ASSIGNMENT:
Collect each line of the entries that holds the string "ImportReport".

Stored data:

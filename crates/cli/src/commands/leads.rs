//! Lead import

use std::path::Path;

use leadflow_domain::{Lead, LeadflowError, Result as DomainResult};
use serde::Serialize;
use tracing::info;

use crate::context::AppContext;

#[derive(Debug, Clone, Default, PartialEq, Eq, Serialize)]
pub struct ImportReport {
    pub inserted: usize,
    pub updated: usize,
}

/// Upsert every lead in the JSON array at `path`.
///
/// Existing leads keep their stage and owner; only pool and last contact
/// are refreshed.
pub async fn import_leads(ctx: &AppContext, path: &Path) -> DomainResult<ImportReport> {
    let contents = std::fs::read_to_string(path).map_err(|e| match e.kind() {
        std::io::ErrorKind::NotFound => {
            LeadflowError::NotFound(format!("lead file {}", path.display()))
        }
        _ => LeadflowError::Internal(format!("failed to read {}: {e}", path.display())),
    })?;
    let leads: Vec<Lead> = serde_json::from_str(&contents)
        .map_err(|e| LeadflowError::Validation(format!("invalid lead file: {e}")))?;

    let mut report = ImportReport::default();
    for lead in &leads {
        if ctx.leads.upsert(lead).await? {
            report.inserted += 1;
        } else {
            report.updated += 1;
        }
    }

    info!(inserted = report.inserted, updated = report.updated, "leads imported");
    Ok(report)
}
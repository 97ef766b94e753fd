//! Mock port implementations for testing
//!
//! Provides in-memory mocks for the core ports, enabling deterministic tests
//! without database dependencies.

use std::collections::HashMap;
use std::sync::atomic::{AtomicUsize, Ordering};
use std::sync::Arc;
use std::time::Duration;

use async_trait::async_trait;
use chrono::{DateTime, Utc};
use leadflow_core::{LeadStore, Notifier, TargetDirectory, ThresholdStore};
use leadflow_domain::{
    ClaimOutcome, DistributionTarget, Lead, LeadHistoryEntry, LeadPatch, LeadStage,
    LeadflowError, PoolFilter, Result as DomainResult, SlaThresholds,
};
use parking_lot::Mutex;

/// In-memory mock for `LeadStore`.
///
/// The capture compare-and-set runs under one lock, which makes it the
/// single authoritative arbiter for concurrent claims.
#[derive(Default, Clone)]
pub struct MockLeadStore {
    leads: Arc<Mutex<HashMap<String, Lead>>>,
    history: Arc<Mutex<Vec<LeadHistoryEntry>>>,
    cas_calls: Arc<AtomicUsize>,
    cas_delay: Option<Duration>,
    cas_failure: Option<LeadflowError>,
}

impl MockLeadStore {
    pub fn new(leads: Vec<Lead>) -> Self {
        let store = Self::default();
        for lead in leads {
            store.insert(lead);
        }
        store
    }

    /// Sleep before every compare-and-set.
    pub fn with_cas_delay(mut self, delay: Duration) -> Self {
        self.cas_delay = Some(delay);
        self
    }

    /// Fail every compare-and-set with `error`.
    pub fn with_cas_failure(mut self, error: LeadflowError) -> Self {
        self.cas_failure = Some(error);
        self
    }

    pub fn insert(&self, lead: Lead) {
        self.leads.lock().insert(lead.id.clone(), lead);
    }

    pub fn lead(&self, id: &str) -> Option<Lead> {
        self.leads.lock().get(id).cloned()
    }

    pub fn history(&self) -> Vec<LeadHistoryEntry> {
        self.history.lock().clone()
    }

    pub fn cas_calls(&self) -> usize {
        self.cas_calls.load(Ordering::SeqCst)
    }
}

#[async_trait]
impl LeadStore for MockLeadStore {
    async fn list_pending(&self, filter: &PoolFilter) -> DomainResult<Vec<Lead>> {
        let mut leads: Vec<Lead> = self
            .leads
            .lock()
            .values()
            .filter(|lead| lead.stage == LeadStage::Pending && filter.matches(lead))
            .cloned()
            .collect();
        leads.sort_by(|a, b| a.id.cmp(&b.id));
        Ok(leads)
    }

    async fn get_by_id(&self, id: &str) -> DomainResult<Lead> {
        self.lead(id).ok_or_else(|| LeadflowError::NotFound(format!("lead {id}")))
    }

    async fn compare_and_set_capture(
        &self,
        id: &str,
        new_owner: &str,
        at: DateTime<Utc>,
    ) -> DomainResult<bool> {
        self.cas_calls.fetch_add(1, Ordering::SeqCst);
        if let Some(delay) = self.cas_delay {
            tokio::time::sleep(delay).await;
        } else {
            tokio::task::yield_now().await;
        }
        if let Some(err) = &self.cas_failure {
            return Err(err.clone());
        }

        let mut leads = self.leads.lock();
        match leads.get_mut(id) {
            Some(lead) if lead.is_claimable() => {
                lead.captured_by = Some(new_owner.to_string());
                lead.stage = LeadStage::Claimed;
                self.history.lock().push(LeadHistoryEntry::captured(id, new_owner, at));
                Ok(true)
            }
            _ => Ok(false),
        }
    }

    async fn mark_escalated(&self, id: &str) -> DomainResult<bool> {
        let mut leads = self.leads.lock();
        let lead =
            leads.get_mut(id).ok_or_else(|| LeadflowError::NotFound(format!("lead {id}")))?;
        if lead.awaits_escalation() {
            lead.stage = LeadStage::Escalated;
            Ok(true)
        } else {
            Ok(false)
        }
    }

    async fn update(&self, id: &str, patch: &LeadPatch) -> DomainResult<Lead> {
        let mut leads = self.leads.lock();
        let lead =
            leads.get_mut(id).ok_or_else(|| LeadflowError::NotFound(format!("lead {id}")))?;
        patch.apply(lead);
        Ok(lead.clone())
    }

    async fn append_history(&self, entry: &LeadHistoryEntry) -> DomainResult<()> {
        self.history.lock().push(entry.clone());
        Ok(())
    }

    async fn list_by_owner(&self, agent_id: &str) -> DomainResult<Vec<Lead>> {
        let mut leads: Vec<Lead> = self
            .leads
            .lock()
            .values()
            .filter(|lead| lead.captured_by.as_deref() == Some(agent_id))
            .cloned()
            .collect();
        leads.sort_by(|a, b| a.id.cmp(&b.id));
        Ok(leads)
    }
}

/// Records every notification it receives.
#[derive(Default, Clone)]
pub struct RecordingNotifier {
    escalated: Arc<Mutex<Vec<String>>>,
    outcomes: Arc<Mutex<Vec<(String, String, ClaimOutcome)>>>,
    fail: bool,
}

impl RecordingNotifier {
    /// A notifier whose every call fails after recording.
    pub fn failing() -> Self {
        Self { fail: true, ..Self::default() }
    }

    pub fn escalated(&self) -> Vec<String> {
        self.escalated.lock().clone()
    }

    pub fn outcomes(&self) -> Vec<(String, String, ClaimOutcome)> {
        self.outcomes.lock().clone()
    }

    fn result(&self) -> DomainResult<()> {
        if self.fail {
            Err(LeadflowError::Internal("notifier offline".into()))
        } else {
            Ok(())
        }
    }
}

#[async_trait]
impl Notifier for RecordingNotifier {
    async fn notify_escalated(&self, lead_id: &str) -> DomainResult<()> {
        self.escalated.lock().push(lead_id.to_string());
        self.result()
    }

    async fn notify_claim_outcome(
        &self,
        agent_id: &str,
        lead_id: &str,
        outcome: ClaimOutcome,
    ) -> DomainResult<()> {
        self.outcomes.lock().push((agent_id.to_string(), lead_id.to_string(), outcome));
        self.result()
    }
}

/// In-memory mock for `ThresholdStore`.
#[derive(Default, Clone)]
pub struct MockThresholdStore {
    current: Arc<Mutex<SlaThresholds>>,
}

impl MockThresholdStore {
    pub fn new(thresholds: SlaThresholds) -> Self {
        Self { current: Arc::new(Mutex::new(thresholds)) }
    }
}

#[async_trait]
impl ThresholdStore for MockThresholdStore {
    async fn get_thresholds(&self) -> DomainResult<SlaThresholds> {
        Ok(*self.current.lock())
    }

    async fn set_thresholds(&self, thresholds: SlaThresholds) -> DomainResult<()> {
        *self.current.lock() = thresholds;
        Ok(())
    }
}

/// Fixed set of targets for `TargetDirectory`.
#[derive(Default, Clone)]
pub struct MockTargetDirectory {
    targets: Arc<Vec<DistributionTarget>>,
}

impl MockTargetDirectory {
    pub fn new(targets: Vec<DistributionTarget>) -> Self {
        Self { targets: Arc::new(targets) }
    }
}

#[async_trait]
impl TargetDirectory for MockTargetDirectory {
    async fn get_target(&self, id: &str) -> DomainResult<DistributionTarget> {
        self.targets
            .iter()
            .find(|target| target.id == id)
            .cloned()
            .ok_or_else(|| LeadflowError::NotFound(format!("target {id}")))
    }

    async fn list_targets(&self) -> DomainResult<Vec<DistributionTarget>> {
        Ok(self.targets.to_vec())
    }
}
//! Port for the process-wide SLA thresholds

use async_trait::async_trait;
use leadflow_domain::{Result, SlaThresholds};

/// Single authoritative home of the staleness thresholds.
///
/// Last write wins; readers must fetch on every classification.
#[async_trait]
pub trait ThresholdStore: Send + Sync {
    async fn get_thresholds(&self) -> Result<SlaThresholds>;

    async fn set_thresholds(&self, thresholds: SlaThresholds) -> Result<()>;
}
//! Background scheduling for lead escalation
//!
//! - [`EscalationScheduler`] owns one timer per pending lead and escalates it
//!   when the queue timeout elapses
//! - [`SchedulerEvent`] is broadcast for every escalation outcome

pub mod error;
pub mod escalation_scheduler;

pub use error::{SchedulerError, SchedulerResult};
pub use escalation_scheduler::{
    EscalationScheduler, EscalationSchedulerConfig, ReconcileReport, SchedulerEvent,
};
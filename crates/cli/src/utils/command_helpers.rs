//! Command execution helpers
//!
//! Times each command and logs its outcome so the handlers stay focused on
//! the work itself.

use std::future::Future;
use std::time::Instant;

use leadflow_domain::{LeadflowError, Result as DomainResult};
use serde::Serialize;
use serde_json::Value;

use crate::utils::logging::log_command_execution;

/// Run `command_fn`, log its outcome and duration, and serialize the result.
pub async fn execute_logged<F, Fut, T>(command_name: &str, command_fn: F) -> DomainResult<Value>
where
    F: FnOnce() -> Fut,
    Fut: Future<Output = DomainResult<T>>,
    T: Serialize,
{
    let start = Instant::now();

    let result = command_fn().await.and_then(|value| to_json(&value));

    log_command_execution(command_name, start.elapsed(), result.as_ref().err());
    result
}

pub fn to_json<T: Serialize>(value: &T) -> DomainResult<Value> {
    serde_json::to_value(value)
        .map_err(|e| LeadflowError::Internal(format!("failed to serialize output: {e}")))
}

OUTPUT FOR THIS TASK:
pub struct ImportReport {
pub async fn import_leads(ctx: &AppContext, path: &Path) -> DomainResult<ImportReport> {
    let mut report = ImportReport::default();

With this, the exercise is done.